▸ **Task item**
State, as a number alone, how many lines of the entries contain the word "warn".

:::

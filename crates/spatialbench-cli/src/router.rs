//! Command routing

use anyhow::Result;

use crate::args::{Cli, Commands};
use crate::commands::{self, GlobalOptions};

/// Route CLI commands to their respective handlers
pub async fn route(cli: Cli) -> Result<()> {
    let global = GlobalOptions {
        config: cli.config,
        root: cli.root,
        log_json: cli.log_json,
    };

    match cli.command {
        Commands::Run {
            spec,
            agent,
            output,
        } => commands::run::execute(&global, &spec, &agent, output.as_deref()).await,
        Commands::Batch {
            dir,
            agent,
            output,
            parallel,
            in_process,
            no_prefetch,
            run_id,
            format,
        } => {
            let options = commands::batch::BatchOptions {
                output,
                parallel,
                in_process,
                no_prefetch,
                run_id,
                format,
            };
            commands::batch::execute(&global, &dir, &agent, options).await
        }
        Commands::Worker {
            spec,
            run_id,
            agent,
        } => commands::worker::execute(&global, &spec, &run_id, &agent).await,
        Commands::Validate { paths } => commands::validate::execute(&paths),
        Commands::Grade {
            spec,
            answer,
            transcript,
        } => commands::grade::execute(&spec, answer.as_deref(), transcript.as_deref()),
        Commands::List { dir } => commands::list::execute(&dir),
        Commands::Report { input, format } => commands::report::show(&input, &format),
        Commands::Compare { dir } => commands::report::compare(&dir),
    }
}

:::

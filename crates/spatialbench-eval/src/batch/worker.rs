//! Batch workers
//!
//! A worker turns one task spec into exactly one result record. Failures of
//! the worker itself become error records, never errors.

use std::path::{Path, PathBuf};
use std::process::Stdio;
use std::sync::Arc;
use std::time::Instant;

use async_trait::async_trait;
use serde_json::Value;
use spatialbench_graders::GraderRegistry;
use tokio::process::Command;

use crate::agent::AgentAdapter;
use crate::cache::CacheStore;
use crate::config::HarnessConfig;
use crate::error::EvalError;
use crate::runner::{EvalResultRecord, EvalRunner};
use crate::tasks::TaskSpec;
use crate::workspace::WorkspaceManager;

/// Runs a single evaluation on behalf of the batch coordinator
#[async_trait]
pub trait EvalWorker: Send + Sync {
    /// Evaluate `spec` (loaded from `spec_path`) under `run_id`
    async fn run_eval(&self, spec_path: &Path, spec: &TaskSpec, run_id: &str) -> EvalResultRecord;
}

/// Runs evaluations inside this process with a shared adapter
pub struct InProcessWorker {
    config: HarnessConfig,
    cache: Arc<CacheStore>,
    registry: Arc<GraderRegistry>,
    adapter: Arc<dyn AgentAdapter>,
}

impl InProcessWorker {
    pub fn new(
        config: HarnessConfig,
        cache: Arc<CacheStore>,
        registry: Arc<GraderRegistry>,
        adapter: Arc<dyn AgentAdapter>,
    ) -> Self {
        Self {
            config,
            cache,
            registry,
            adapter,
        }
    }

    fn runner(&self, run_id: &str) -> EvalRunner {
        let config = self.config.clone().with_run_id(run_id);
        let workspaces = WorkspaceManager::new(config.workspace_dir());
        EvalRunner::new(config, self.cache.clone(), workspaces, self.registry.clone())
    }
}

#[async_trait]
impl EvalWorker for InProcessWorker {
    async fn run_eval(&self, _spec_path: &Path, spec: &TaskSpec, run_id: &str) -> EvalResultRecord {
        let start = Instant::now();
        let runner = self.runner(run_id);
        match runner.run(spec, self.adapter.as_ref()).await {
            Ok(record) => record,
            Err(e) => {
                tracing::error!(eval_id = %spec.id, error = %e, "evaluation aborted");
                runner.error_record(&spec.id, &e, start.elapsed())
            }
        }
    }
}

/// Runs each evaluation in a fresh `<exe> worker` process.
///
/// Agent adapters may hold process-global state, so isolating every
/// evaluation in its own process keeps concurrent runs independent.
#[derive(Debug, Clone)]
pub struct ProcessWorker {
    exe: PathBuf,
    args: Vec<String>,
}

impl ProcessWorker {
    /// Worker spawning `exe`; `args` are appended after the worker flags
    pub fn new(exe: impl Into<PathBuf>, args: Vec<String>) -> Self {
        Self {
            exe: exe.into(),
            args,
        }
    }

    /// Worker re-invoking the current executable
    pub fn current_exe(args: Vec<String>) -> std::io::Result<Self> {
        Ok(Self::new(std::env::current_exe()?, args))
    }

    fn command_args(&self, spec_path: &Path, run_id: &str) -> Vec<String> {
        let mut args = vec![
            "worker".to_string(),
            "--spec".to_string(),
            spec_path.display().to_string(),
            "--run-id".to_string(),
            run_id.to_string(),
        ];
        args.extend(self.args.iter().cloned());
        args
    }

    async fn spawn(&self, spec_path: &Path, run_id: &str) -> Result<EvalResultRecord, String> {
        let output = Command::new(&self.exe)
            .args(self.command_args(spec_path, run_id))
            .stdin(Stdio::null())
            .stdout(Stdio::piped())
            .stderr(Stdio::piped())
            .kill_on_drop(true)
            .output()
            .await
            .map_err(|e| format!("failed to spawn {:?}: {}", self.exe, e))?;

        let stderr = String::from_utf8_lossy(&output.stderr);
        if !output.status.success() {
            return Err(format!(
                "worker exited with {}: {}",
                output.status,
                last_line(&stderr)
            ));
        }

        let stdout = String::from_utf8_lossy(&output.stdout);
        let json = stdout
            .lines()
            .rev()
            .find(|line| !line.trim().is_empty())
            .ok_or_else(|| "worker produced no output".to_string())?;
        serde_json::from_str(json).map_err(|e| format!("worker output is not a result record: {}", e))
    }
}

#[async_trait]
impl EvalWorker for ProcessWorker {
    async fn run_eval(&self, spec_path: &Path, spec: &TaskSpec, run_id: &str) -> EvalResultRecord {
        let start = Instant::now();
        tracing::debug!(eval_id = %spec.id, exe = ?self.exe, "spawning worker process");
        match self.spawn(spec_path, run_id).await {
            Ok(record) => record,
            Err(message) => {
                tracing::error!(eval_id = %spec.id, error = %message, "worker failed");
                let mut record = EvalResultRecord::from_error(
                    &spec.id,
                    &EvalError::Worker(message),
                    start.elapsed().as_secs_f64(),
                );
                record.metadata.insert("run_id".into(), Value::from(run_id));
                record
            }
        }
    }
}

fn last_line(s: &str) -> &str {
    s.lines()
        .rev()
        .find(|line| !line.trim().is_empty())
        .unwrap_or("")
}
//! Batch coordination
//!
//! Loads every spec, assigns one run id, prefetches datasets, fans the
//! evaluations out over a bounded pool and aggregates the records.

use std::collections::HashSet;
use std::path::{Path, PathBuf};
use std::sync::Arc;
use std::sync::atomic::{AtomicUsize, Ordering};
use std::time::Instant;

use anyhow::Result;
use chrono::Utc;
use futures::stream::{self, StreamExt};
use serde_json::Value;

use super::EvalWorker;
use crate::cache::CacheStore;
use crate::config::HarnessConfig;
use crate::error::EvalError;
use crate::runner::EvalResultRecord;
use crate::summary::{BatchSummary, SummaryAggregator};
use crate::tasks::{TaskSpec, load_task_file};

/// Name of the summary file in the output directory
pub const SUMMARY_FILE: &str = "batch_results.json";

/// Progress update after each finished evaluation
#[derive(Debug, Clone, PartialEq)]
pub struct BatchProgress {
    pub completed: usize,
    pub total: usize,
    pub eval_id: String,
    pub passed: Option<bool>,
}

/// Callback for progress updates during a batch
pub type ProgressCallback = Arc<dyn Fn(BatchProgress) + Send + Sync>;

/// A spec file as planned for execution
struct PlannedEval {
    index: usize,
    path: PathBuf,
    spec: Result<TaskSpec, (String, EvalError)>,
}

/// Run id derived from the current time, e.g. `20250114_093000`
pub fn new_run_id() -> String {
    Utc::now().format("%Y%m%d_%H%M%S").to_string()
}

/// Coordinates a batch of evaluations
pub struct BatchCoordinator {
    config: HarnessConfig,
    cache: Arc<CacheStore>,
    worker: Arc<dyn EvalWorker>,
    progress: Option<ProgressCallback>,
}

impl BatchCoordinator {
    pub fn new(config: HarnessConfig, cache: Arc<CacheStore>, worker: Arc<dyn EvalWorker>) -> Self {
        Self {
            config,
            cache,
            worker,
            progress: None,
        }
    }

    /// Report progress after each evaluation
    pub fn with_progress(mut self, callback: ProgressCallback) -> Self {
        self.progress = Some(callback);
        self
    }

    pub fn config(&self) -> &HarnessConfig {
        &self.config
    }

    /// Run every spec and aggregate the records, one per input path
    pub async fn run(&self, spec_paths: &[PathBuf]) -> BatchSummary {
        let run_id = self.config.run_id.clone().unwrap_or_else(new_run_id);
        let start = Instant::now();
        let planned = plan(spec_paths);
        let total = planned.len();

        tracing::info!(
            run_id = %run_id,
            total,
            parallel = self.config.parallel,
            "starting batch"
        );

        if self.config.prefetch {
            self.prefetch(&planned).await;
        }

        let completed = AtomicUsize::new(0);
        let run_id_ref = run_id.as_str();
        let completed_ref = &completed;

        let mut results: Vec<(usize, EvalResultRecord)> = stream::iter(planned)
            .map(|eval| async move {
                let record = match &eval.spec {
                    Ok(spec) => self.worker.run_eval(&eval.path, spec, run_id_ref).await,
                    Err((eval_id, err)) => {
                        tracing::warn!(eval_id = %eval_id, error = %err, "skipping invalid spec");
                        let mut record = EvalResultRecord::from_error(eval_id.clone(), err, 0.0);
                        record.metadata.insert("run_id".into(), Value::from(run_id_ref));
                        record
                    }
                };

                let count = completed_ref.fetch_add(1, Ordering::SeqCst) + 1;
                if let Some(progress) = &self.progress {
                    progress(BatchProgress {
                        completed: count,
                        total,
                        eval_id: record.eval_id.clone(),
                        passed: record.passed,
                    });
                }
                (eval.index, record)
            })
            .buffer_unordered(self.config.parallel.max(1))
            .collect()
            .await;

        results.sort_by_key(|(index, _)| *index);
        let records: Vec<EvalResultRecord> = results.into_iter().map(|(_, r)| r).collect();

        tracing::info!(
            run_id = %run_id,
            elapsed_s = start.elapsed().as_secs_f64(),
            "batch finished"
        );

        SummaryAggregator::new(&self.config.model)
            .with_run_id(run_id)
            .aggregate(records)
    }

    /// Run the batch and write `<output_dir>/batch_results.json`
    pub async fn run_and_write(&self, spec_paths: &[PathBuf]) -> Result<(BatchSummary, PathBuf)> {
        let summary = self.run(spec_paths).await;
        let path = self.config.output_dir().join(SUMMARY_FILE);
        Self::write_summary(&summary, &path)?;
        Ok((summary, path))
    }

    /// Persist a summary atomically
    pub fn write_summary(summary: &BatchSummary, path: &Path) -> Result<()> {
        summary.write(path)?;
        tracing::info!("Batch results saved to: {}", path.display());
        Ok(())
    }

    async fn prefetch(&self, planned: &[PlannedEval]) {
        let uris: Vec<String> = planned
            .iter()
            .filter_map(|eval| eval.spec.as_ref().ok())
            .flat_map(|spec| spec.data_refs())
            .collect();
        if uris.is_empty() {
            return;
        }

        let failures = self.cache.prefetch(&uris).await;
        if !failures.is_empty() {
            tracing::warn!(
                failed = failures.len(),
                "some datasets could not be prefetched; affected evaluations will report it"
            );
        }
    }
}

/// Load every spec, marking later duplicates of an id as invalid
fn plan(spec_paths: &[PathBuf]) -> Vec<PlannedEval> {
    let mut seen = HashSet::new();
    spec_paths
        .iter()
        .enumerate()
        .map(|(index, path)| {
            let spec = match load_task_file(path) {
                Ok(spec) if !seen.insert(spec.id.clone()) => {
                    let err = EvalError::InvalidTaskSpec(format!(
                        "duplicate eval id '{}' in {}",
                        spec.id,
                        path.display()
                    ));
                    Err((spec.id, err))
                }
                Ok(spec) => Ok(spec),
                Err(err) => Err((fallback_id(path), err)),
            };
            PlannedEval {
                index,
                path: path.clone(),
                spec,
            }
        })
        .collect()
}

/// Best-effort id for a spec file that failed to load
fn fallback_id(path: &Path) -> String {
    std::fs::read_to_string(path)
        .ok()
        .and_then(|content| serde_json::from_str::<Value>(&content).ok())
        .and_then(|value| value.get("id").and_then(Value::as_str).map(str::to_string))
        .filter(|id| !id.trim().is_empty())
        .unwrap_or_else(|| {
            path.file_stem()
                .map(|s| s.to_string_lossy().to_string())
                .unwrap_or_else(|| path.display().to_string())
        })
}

:::

▸ **Exercise solution**
2